• Seems obvious but make sure you take their collar, leash, food and water. We generally use food and water bowls from home as they are familiar.
  • Sort out sleeping. There are a few options here:
    • Collapsible crates are excellent if your dog is crate trained.
    • A short lead and bed outside to keep them safe. This might seem a bit harsh but some breeds respond well to this.
    • Have them in the tent with you (this can end badly and very messily if you don’t wake up quickly enough to let them out in the night after all that cow poo and creek water hits their bowels – trust me on this one).
    • My preferred option is to have them in the back of the ute (with a canopy). It is kind of like using a crate but dogs are together (I have a Labrador and a Kelpie).  They have space to move around, can have a window open for air and can have water if it is a hot night.  You could probably use a car or wagon the same way.

Our Dogs Milo And Bailey



There would be many other methods I’m sure but these are what I use.  Just make sure your dog knows that when put wherever you prefer that they know the day is over and it is chill time.

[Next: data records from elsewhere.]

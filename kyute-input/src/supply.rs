//! Cancellable lifecycle tokens.
use crate::error::CancelReason;
use slotmap::{new_key_type, SlotMap};
use smallvec::SmallVec;
use std::{
    cell::RefCell,
    fmt, mem,
    rc::{Rc, Weak},
};
use tracing::debug;

new_key_type! {
    struct CallbackKey;
}

type OffCallback = Box<dyn FnOnce(&CancelReason)>;

enum SupplyState {
    On {
        /// Callbacks, with their registration sequence number.
        callbacks: SlotMap<CallbackKey, (u64, OffCallback)>,
        next_seq: u64,
    },
    Off(CancelReason),
}

struct SupplyInner {
    state: RefCell<SupplyState>,
    /// Callbacks this supply has registered on the supplies it needs.
    upstream: RefCell<SmallVec<[(Weak<SupplyInner>, CallbackKey); 1]>>,
}

impl SupplyInner {
    /// Registers a callback, or gives it back with the reason if already off.
    fn register(&self, callback: OffCallback) -> Result<CallbackKey, (OffCallback, CancelReason)> {
        match &mut *self.state.borrow_mut() {
            SupplyState::On { callbacks, next_seq } => {
                let seq = *next_seq;
                *next_seq += 1;
                Ok(callbacks.insert((seq, callback)))
            }
            SupplyState::Off(reason) => Err((callback, reason.clone())),
        }
    }

    fn deregister(&self, key: CallbackKey) {
        let removed = match &mut *self.state.borrow_mut() {
            SupplyState::On { callbacks, .. } => callbacks.remove(key),
            SupplyState::Off(_) => None,
        };
        drop(removed);
    }

    fn off(&self, reason: CancelReason) -> bool {
        let callbacks = {
            let mut state = self.state.borrow_mut();
            match mem::replace(&mut *state, SupplyState::Off(reason.clone())) {
                SupplyState::On { callbacks, .. } => callbacks,
                SupplyState::Off(previous) => {
                    *state = SupplyState::Off(previous);
                    return false;
                }
            }
        };

        let upstream = mem::take(&mut *self.upstream.borrow_mut());
        for (supply, key) in upstream {
            if let Some(supply) = supply.upgrade() {
                supply.deregister(key);
            }
        }

        let mut callbacks: SmallVec<[(u64, OffCallback); 2]> = callbacks.into_iter().map(|(_, entry)| entry).collect();
        callbacks.sort_by_key(|(seq, _)| *seq);
        debug!(%reason, callbacks = callbacks.len(), "supply cut off");
        for (_, callback) in callbacks {
            callback(&reason);
        }
        true
    }
}

impl Drop for SupplyInner {
    fn drop(&mut self) {
        self.off(CancelReason::Off);
    }
}

/// Lifecycle token of controls, subscriptions and aspect instances.
///
/// A supply is cut off at most once. Cutting it off runs the callbacks registered with
/// [`Supply::when_off`], in registration order. Clones share the same state, and dropping the
/// last clone cuts the supply off.
#[derive(Clone)]
pub struct Supply(Rc<SupplyInner>);

impl Default for Supply {
    fn default() -> Self {
        Supply::new()
    }
}

impl fmt::Debug for Supply {
    fn fmt(&self, f: &mut fmt::Formatter) -> fmt::Result {
        match &*self.0.state.borrow() {
            SupplyState::On { callbacks, .. } => f.debug_tuple("Supply::On").field(&callbacks.len()).finish(),
            SupplyState::Off(reason) => f.debug_tuple("Supply::Off").field(reason).finish(),
        }
    }
}

impl Supply {
    /// Creates a new supply that is on.
    pub fn new() -> Supply {
        Supply(Rc::new(SupplyInner {
            state: RefCell::new(SupplyState::On {
                callbacks: SlotMap::with_key(),
                next_seq: 0,
            }),
            upstream: RefCell::new(SmallVec::new()),
        }))
    }

    /// Returns whether this supply has been cut off.
    pub fn is_off(&self) -> bool {
        matches!(&*self.0.state.borrow(), SupplyState::Off(_))
    }

    /// Returns the reason this supply has been cut off with, if it has been.
    pub fn reason(&self) -> Option<CancelReason> {
        match &*self.0.state.borrow() {
            SupplyState::On { .. } => None,
            SupplyState::Off(reason) => Some(reason.clone()),
        }
    }

    /// Cuts this supply off.
    ///
    /// Returns `false` if it was already off, in which case nothing happens. Otherwise this supply
    /// stops depending on the supplies it needs.
    pub fn off(&self, reason: CancelReason) -> bool {
        self.0.off(reason)
    }

    /// Registers a callback to run when this supply is cut off.
    ///
    /// Runs the callback immediately if the supply is already off.
    pub fn when_off(&self, callback: impl FnOnce(&CancelReason) + 'static) -> &Self {
        if let Err((callback, reason)) = self.0.register(Box::new(callback)) {
            callback(&reason);
        }
        self
    }

    /// Makes this supply depend on `other`: cutting `other` off cuts this one off with the same
    /// reason. The reverse does not hold.
    ///
    /// The dependency ends when this supply is cut off.
    pub fn needs(&self, other: &Supply) -> &Self {
        if self.is_off() {
            return self;
        }
        let this = Rc::downgrade(&self.0);
        let cut_off = Box::new(move |reason: &CancelReason| {
            if let Some(this) = this.upgrade() {
                this.off(reason.clone());
            }
        });
        match other.0.register(cut_off) {
            Ok(key) => self.0.upstream.borrow_mut().push((Rc::downgrade(&other.0), key)),
            Err((_, reason)) => {
                self.off(reason);
            }
        }
        self
    }

    /// Creates a new supply depending on this one.
    pub fn derive(&self) -> Supply {
        let supply = Supply::new();
        supply.needs(self);
        supply
    }

    #[cfg(test)]
    pub(crate) fn callback_count(&self) -> usize {
        match &*self.0.state.borrow() {
            SupplyState::On { callbacks, .. } => callbacks.len(),
            SupplyState::Off(_) => 0,
        }
    }
}

#[cfg(test)]
mod tests {
    use super::Supply;
    use crate::error::CancelReason;
    use std::{cell::RefCell, rc::Rc};

    #[test]
    fn callbacks_run_once_in_order() {
        let log = Rc::new(RefCell::new(vec![]));
        let supply = Supply::new();
        for i in 0..3 {
            let log = log.clone();
            supply.when_off(move |_| log.borrow_mut().push(i));
        }
        assert!(supply.off(CancelReason::Off));
        assert!(!supply.off(CancelReason::message("again")));
        assert_eq!(*log.borrow(), vec![0, 1, 2]);
        assert_eq!(supply.reason(), Some(CancelReason::Off));
    }

    #[test]
    fn late_callback_runs_immediately() {
        let supply = Supply::new();
        supply.off(CancelReason::message("gone"));
        let seen = Rc::new(RefCell::new(None));
        let seen2 = seen.clone();
        supply.when_off(move |reason| *seen2.borrow_mut() = Some(reason.clone()));
        assert_eq!(*seen.borrow(), Some(CancelReason::message("gone")));
    }

    #[test]
    fn needs_is_one_way() {
        let parent = Supply::new();
        let child = parent.derive();
        child.off(CancelReason::Off);
        assert!(!parent.is_off());

        let child = parent.derive();
        parent.off(CancelReason::message("parent gone"));
        assert_eq!(child.reason(), Some(CancelReason::message("parent gone")));
    }

    #[test]
    fn needs_ends_with_dependent() {
        let parent = Supply::new();
        for _ in 0..100 {
            let child = parent.derive();
            assert_eq!(parent.callback_count(), 1);
            child.off(CancelReason::Off);
        }
        assert_eq!(parent.callback_count(), 0);

        // dropping the last handle cuts the supply off, too
        let seen = Rc::new(RefCell::new(None));
        let seen2 = seen.clone();
        let child = parent.derive();
        child.when_off(move |reason| *seen2.borrow_mut() = Some(reason.clone()));
        drop(child);
        assert_eq!(*seen.borrow(), Some(CancelReason::Off));
        assert_eq!(parent.callback_count(), 0);
        assert!(!parent.is_off());
    }

    #[test]
    fn needs_off_supply() {
        let parent = Supply::new();
        parent.off(CancelReason::message("gone"));
        let child = parent.derive();
        assert_eq!(child.reason(), Some(CancelReason::message("gone")));
    }
}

  • Use tick protection, frontline/revolution etc. While I do not use these at home due to chemicals, they are a must when camping as there are many paralysis ticks and cattle ticks everywhere.  If you do not use them then you must fully check your dog a couple of times a day.
  • While we prefer not to leave our dogs at camp alone, if it is absolutely unavoidable a long lead or tether words well if you do not trust your dog to stay at camp. They will then have a large range of motion.  You can even feed the handle of your lead through the winch cable and run it to a tree 20m away in a pinch.
  • Take the dog regularly camping in small trips first (even as a young puppy) to get them used to it. You dogs will absolutely love it and you will as well.
  • Anywhere you go, beware of wild dog baits. They do not discriminate between wild dogs and your beloved pet.  They are very bad.
  • Take your dog on lots of walks, off lead if possible. We even have one of ours trained to follow the kids if they go for a walk by themselves.  You will just need to make sure if they are off lead that they will come back when called – even if they are interested in the kangaroo jumping through the paddock or cow walking through camp.
  • Finally, once home give them a full check over for ticks, cuts and scrapes and attend to these as soon as possible. We camped with a family once whose dog cut his foot on a rock and they waited 2 days to take him to the vet, by which time the very deep cut had gotten infected and was quite expensive to treat.